> _WORK INSTRUCTION_: From the first line through the line containing "example to run the", transcribe the records exactly and include no other lines.

Stored items:
--
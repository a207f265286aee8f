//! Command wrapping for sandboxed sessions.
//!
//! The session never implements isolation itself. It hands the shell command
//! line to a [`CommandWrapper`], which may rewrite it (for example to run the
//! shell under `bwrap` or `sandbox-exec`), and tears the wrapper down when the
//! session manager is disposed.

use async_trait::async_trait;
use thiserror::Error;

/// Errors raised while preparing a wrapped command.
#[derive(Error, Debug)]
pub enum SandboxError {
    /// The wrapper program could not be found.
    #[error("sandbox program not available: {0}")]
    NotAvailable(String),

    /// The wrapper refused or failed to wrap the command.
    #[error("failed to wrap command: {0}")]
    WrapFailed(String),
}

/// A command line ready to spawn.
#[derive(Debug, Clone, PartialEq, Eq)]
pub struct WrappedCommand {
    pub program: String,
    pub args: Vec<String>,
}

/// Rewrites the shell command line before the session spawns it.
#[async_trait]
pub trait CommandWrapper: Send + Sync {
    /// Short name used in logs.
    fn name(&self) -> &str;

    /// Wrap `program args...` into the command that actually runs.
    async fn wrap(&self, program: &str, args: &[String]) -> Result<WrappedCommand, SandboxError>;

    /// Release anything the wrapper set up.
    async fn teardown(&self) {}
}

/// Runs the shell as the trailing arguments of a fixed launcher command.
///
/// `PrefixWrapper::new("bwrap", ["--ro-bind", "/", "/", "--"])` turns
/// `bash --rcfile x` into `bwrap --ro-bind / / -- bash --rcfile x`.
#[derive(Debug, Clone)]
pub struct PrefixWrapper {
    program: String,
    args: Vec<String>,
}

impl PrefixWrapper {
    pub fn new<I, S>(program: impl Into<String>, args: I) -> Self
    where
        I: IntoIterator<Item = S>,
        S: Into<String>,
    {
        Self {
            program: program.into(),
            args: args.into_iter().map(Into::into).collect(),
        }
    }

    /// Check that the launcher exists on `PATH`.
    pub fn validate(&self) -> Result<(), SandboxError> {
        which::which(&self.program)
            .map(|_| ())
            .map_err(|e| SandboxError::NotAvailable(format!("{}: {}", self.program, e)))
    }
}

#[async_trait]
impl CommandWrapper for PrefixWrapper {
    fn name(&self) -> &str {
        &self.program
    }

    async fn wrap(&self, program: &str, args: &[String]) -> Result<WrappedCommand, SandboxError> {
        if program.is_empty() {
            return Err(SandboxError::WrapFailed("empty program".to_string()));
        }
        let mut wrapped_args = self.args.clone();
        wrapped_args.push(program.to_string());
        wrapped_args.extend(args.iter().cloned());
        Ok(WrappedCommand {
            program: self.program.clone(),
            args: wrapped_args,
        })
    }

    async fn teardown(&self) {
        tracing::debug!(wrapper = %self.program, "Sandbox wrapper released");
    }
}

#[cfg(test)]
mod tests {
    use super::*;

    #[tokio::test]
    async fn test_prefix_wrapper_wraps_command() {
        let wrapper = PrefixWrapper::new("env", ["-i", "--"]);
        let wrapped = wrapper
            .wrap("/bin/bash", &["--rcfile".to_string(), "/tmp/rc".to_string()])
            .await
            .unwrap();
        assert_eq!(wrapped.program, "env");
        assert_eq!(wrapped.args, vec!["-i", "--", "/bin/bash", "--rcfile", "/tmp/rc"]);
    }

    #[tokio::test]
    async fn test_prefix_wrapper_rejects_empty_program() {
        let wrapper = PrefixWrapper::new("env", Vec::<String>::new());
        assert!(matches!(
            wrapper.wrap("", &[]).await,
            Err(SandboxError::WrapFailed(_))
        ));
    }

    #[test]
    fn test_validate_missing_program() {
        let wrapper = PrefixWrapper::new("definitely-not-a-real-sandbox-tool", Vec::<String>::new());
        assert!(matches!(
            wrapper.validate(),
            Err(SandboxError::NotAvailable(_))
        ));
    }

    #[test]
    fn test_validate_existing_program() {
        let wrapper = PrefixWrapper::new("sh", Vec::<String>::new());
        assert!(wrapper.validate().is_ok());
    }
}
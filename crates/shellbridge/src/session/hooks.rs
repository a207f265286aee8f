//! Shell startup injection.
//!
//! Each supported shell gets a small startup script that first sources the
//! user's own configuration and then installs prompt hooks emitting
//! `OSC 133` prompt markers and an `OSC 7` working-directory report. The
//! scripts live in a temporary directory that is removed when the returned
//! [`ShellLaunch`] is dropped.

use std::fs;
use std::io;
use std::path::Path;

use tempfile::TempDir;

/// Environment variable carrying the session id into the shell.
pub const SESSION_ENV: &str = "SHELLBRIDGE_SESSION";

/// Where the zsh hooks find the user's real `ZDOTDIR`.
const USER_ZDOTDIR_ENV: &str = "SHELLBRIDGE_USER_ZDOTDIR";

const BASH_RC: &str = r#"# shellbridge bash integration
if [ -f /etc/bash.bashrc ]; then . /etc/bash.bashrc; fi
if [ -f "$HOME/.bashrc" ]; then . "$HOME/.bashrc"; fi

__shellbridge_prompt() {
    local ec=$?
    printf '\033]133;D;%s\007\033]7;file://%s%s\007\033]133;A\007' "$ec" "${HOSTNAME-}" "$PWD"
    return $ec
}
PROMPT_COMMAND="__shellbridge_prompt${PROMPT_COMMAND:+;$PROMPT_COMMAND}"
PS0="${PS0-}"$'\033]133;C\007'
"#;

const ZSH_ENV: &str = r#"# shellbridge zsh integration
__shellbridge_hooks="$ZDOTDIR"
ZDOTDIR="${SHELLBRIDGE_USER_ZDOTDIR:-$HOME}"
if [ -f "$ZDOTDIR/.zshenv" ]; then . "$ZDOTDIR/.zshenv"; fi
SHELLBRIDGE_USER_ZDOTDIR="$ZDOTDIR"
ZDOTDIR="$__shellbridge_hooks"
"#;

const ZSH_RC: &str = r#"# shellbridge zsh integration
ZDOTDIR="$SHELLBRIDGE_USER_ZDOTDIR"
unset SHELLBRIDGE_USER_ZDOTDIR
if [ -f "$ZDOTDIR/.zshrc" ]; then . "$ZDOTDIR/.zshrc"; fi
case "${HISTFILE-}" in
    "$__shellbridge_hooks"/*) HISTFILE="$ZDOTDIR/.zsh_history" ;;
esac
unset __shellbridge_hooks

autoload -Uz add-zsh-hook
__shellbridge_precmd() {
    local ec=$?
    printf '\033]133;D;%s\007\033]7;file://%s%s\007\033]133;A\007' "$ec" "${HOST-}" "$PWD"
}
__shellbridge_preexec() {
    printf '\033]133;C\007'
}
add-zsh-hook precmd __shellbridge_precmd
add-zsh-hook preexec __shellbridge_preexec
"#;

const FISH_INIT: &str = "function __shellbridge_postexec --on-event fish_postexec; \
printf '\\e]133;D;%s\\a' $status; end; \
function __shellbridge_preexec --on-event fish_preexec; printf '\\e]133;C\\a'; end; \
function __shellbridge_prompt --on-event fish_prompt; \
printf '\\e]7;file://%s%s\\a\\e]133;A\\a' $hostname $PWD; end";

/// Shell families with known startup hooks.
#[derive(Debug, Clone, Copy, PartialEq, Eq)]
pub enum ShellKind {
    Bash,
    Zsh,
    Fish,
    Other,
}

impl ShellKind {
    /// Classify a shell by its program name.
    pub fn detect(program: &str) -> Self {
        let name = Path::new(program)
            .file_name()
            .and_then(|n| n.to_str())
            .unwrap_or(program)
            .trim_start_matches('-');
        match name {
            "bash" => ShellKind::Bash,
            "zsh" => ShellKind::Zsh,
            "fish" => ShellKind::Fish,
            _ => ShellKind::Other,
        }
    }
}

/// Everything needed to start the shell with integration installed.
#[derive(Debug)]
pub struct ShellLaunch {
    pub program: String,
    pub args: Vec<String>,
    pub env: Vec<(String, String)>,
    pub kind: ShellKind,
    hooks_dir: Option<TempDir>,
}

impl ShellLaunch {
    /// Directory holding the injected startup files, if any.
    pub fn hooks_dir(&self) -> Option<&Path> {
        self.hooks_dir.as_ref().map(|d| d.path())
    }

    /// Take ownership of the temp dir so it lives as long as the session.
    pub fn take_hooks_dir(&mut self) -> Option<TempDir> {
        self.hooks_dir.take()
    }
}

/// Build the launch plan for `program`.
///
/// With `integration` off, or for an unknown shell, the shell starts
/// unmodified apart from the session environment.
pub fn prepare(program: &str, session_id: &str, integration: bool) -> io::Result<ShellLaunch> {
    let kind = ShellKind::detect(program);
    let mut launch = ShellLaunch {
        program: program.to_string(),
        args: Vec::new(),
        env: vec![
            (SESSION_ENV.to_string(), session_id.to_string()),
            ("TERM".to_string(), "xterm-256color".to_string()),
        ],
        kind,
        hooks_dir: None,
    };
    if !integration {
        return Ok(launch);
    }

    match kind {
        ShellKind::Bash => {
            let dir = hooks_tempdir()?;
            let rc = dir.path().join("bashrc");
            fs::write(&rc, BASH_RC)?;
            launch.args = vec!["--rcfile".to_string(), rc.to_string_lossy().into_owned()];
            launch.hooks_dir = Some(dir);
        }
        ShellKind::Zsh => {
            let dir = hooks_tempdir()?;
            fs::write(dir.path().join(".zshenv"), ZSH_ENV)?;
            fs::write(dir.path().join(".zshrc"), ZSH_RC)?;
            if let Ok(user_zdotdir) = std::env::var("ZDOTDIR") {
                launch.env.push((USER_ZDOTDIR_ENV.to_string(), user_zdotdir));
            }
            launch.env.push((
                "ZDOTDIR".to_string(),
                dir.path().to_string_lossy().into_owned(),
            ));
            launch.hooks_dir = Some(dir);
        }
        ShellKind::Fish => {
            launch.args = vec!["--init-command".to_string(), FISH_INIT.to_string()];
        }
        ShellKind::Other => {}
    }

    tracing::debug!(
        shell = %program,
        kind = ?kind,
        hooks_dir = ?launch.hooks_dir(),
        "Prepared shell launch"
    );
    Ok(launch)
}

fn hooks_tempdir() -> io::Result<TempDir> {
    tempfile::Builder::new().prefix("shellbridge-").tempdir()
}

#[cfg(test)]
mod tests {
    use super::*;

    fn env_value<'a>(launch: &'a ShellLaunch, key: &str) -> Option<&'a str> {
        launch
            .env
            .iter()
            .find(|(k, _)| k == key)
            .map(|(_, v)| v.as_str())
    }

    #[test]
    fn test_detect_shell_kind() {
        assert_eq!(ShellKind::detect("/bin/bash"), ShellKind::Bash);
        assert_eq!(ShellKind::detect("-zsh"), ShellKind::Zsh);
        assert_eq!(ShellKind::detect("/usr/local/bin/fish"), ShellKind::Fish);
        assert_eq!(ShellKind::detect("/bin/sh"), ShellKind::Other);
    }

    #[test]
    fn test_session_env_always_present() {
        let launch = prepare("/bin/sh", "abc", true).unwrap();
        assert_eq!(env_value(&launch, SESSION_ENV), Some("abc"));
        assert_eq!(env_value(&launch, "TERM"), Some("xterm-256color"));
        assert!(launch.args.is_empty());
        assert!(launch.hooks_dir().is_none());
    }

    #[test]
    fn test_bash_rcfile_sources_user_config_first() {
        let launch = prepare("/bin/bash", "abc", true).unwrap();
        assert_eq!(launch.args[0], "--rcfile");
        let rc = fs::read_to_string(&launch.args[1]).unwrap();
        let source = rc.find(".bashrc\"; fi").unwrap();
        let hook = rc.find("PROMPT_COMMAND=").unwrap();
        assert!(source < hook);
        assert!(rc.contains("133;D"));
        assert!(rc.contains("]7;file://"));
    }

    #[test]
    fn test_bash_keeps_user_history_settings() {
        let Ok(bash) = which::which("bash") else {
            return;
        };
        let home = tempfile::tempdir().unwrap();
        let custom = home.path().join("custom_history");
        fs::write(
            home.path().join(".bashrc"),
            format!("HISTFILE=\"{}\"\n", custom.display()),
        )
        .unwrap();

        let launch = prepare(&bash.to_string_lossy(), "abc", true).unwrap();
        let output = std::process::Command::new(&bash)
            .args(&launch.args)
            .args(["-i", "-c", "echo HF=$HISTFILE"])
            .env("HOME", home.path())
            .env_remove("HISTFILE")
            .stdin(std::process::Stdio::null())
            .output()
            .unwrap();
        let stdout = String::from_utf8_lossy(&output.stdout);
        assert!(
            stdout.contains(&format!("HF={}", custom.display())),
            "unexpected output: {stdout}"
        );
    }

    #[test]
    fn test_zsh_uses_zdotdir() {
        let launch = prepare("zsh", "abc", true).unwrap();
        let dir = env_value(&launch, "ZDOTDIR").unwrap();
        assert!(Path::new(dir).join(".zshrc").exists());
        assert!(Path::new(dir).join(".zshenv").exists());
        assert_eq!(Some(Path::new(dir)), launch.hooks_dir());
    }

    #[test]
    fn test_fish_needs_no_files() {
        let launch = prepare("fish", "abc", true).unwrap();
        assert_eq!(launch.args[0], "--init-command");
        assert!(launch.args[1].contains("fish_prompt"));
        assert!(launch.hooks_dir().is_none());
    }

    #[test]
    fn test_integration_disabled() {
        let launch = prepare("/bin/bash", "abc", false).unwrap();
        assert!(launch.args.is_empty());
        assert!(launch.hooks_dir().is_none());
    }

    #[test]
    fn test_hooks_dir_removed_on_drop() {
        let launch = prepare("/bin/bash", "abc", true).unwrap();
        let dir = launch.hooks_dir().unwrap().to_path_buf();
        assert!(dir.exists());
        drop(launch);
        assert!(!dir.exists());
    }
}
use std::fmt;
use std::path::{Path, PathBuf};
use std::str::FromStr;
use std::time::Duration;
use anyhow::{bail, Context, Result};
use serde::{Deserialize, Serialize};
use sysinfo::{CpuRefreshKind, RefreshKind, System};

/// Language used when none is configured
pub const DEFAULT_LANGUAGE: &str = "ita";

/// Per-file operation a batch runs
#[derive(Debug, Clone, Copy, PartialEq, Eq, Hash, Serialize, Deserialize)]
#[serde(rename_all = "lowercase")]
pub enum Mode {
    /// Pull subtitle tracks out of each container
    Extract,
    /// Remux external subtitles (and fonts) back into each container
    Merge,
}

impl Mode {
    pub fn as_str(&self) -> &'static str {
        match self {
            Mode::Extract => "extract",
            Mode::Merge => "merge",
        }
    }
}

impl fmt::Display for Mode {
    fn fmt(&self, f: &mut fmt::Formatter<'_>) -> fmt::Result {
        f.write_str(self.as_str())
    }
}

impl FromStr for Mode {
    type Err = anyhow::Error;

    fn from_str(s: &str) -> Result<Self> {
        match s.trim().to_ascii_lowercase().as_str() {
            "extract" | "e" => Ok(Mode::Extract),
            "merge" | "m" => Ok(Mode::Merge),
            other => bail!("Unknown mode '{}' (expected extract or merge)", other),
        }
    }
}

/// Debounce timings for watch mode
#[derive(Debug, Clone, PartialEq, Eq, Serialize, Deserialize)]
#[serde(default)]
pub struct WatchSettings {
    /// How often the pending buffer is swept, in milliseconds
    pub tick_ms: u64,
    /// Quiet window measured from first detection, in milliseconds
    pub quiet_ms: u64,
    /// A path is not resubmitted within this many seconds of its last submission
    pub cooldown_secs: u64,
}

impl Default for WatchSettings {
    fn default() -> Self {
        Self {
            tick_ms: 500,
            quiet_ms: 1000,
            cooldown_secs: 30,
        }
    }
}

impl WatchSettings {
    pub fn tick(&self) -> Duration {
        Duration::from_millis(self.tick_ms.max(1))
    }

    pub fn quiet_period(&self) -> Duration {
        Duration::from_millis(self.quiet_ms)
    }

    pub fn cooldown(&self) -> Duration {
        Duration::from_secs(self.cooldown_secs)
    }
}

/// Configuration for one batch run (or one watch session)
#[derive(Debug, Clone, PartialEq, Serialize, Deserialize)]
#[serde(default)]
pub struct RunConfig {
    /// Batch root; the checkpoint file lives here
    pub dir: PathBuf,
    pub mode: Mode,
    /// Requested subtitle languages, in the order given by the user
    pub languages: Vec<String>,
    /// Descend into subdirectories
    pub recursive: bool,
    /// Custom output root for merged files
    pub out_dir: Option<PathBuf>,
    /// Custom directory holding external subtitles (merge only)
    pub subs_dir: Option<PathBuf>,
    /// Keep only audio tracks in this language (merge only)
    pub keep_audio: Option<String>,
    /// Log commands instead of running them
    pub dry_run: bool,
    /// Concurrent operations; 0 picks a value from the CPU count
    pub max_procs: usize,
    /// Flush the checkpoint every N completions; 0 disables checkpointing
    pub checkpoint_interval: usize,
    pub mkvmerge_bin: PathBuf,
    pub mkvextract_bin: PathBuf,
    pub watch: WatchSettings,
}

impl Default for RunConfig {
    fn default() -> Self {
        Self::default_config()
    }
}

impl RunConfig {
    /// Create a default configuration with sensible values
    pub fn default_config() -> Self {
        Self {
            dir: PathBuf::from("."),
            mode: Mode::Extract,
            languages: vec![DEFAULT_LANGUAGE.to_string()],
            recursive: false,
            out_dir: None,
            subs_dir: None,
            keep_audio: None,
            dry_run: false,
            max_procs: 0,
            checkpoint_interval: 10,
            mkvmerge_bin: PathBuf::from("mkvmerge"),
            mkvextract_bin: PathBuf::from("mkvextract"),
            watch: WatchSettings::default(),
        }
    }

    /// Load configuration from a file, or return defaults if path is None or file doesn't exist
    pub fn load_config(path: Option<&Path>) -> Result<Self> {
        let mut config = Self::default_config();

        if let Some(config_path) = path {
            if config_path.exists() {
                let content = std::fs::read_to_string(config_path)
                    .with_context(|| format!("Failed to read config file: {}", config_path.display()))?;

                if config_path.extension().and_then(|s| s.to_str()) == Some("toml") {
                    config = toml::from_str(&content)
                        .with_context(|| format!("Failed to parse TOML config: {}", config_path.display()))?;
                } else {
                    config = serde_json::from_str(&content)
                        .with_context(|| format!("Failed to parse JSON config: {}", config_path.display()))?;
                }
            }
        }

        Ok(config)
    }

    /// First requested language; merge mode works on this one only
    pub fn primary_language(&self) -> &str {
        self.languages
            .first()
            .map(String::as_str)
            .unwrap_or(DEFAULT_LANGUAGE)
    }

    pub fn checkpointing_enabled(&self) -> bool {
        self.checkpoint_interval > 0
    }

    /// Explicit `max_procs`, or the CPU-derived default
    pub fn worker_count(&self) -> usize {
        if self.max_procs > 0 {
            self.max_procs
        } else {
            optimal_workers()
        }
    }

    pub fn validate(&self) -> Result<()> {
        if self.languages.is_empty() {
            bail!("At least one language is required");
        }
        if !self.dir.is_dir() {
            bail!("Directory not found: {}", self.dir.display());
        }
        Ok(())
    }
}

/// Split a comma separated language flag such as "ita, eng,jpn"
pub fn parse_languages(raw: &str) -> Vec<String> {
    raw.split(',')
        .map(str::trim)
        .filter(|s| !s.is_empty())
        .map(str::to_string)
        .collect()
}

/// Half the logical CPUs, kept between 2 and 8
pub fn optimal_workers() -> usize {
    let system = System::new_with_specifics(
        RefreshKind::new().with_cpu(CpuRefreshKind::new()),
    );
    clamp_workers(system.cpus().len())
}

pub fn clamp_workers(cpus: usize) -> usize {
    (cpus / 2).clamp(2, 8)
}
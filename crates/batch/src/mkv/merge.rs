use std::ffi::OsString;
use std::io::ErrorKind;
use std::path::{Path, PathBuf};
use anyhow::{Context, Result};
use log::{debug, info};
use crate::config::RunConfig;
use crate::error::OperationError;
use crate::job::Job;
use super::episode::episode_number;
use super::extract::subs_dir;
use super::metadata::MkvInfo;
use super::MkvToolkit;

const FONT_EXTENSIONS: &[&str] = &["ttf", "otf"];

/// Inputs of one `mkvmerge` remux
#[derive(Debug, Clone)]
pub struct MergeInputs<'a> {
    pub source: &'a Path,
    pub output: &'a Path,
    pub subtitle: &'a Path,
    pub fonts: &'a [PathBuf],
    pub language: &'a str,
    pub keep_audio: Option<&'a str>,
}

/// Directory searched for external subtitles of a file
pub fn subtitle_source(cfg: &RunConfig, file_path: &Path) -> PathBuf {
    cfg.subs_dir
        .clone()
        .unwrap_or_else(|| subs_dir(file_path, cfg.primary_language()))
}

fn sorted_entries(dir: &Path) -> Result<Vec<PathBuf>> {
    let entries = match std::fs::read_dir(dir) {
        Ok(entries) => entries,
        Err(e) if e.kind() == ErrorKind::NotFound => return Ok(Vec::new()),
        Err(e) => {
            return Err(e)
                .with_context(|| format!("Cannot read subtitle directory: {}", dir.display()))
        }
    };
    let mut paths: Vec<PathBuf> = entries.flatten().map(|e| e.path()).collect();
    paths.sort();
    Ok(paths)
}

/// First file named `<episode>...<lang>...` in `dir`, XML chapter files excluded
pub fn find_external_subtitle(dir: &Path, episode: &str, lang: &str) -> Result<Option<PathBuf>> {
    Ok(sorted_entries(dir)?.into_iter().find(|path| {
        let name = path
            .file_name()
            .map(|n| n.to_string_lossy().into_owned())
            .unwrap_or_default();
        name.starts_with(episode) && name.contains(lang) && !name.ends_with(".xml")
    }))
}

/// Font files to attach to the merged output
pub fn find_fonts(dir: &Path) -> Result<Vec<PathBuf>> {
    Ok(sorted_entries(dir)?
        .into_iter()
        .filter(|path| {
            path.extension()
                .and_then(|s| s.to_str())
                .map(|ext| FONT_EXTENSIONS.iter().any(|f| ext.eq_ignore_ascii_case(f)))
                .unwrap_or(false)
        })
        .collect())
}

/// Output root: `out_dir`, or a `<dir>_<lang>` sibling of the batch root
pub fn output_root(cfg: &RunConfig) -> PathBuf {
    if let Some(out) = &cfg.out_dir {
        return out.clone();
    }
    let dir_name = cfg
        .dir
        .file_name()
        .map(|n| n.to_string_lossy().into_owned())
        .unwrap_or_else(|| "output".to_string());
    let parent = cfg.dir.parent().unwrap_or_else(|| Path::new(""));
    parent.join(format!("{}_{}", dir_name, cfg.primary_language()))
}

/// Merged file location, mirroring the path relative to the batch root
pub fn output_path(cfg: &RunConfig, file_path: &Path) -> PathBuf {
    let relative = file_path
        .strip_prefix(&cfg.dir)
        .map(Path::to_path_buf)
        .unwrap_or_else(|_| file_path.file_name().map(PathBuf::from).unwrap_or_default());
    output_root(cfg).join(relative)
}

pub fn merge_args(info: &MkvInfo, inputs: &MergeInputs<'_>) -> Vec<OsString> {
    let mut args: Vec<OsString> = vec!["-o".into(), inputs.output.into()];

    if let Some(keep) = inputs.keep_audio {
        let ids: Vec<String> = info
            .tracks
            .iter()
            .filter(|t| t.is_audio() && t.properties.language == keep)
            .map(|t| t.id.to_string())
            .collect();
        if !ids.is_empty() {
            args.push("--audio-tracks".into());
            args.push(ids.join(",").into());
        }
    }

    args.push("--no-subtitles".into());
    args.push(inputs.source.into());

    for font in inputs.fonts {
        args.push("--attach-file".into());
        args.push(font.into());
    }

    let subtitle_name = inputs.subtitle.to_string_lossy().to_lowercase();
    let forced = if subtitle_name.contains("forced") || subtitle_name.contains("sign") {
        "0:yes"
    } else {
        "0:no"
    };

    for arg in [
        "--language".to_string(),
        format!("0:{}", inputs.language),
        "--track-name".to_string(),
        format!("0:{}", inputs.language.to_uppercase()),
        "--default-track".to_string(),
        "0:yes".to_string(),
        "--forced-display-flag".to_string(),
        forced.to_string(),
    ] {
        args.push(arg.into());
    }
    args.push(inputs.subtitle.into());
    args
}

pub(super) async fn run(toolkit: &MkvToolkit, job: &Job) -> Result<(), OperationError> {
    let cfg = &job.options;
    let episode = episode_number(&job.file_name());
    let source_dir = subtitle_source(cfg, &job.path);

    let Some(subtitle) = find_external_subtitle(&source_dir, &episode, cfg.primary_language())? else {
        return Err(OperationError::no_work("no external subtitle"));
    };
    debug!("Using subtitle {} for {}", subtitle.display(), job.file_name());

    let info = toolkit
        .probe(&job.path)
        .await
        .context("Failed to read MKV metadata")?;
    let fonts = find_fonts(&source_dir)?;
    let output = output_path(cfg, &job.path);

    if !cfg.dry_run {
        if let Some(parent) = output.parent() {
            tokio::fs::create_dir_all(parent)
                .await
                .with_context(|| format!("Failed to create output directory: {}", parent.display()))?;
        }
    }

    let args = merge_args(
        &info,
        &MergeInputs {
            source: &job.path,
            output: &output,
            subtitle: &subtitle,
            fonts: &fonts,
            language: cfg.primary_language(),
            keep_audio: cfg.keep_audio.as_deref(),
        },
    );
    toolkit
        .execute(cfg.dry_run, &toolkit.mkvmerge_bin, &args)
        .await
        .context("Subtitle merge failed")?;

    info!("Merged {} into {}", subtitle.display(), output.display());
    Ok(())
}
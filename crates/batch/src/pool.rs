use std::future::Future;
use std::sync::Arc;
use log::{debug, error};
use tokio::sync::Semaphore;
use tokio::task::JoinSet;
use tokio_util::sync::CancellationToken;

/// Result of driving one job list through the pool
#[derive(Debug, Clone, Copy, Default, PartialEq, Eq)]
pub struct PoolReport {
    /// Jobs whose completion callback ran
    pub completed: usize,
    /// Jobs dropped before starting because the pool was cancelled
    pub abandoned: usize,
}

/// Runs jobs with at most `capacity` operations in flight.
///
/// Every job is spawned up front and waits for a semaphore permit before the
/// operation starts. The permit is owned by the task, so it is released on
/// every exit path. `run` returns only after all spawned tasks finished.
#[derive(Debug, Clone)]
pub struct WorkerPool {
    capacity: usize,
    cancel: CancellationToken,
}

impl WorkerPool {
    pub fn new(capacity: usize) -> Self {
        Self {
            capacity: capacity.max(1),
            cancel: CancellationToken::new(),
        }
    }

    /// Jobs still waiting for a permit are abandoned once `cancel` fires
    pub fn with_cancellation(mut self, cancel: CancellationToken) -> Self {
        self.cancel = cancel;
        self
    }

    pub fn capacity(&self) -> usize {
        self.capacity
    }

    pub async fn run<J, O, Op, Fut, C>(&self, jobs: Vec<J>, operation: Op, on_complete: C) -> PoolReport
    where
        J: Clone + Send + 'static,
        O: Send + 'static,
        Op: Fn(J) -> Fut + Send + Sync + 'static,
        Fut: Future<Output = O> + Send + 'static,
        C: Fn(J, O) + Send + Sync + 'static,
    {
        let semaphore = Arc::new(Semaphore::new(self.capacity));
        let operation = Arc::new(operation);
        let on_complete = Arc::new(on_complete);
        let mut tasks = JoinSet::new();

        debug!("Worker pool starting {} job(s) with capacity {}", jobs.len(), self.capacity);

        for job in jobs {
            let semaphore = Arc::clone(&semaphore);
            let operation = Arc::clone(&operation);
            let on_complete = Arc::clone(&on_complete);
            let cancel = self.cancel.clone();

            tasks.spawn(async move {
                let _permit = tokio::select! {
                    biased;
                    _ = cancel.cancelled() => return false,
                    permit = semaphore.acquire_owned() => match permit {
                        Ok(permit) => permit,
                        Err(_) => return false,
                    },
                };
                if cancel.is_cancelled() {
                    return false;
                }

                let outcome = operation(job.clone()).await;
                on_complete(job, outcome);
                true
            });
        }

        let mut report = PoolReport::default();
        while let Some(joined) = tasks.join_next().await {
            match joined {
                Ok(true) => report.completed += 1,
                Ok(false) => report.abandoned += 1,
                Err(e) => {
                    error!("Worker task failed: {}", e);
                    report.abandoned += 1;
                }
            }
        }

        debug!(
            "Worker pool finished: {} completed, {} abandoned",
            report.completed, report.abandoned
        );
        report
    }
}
--
> _ANSWER FOR THE TASK_:
repository a207f265286aee8f
//! Command wrapping for sandboxed sessions.
//!
//! The session never implements isolation itself. It hands the shell command
//! line to a [`CommandWrapper`], which may rewrite it (for example to run the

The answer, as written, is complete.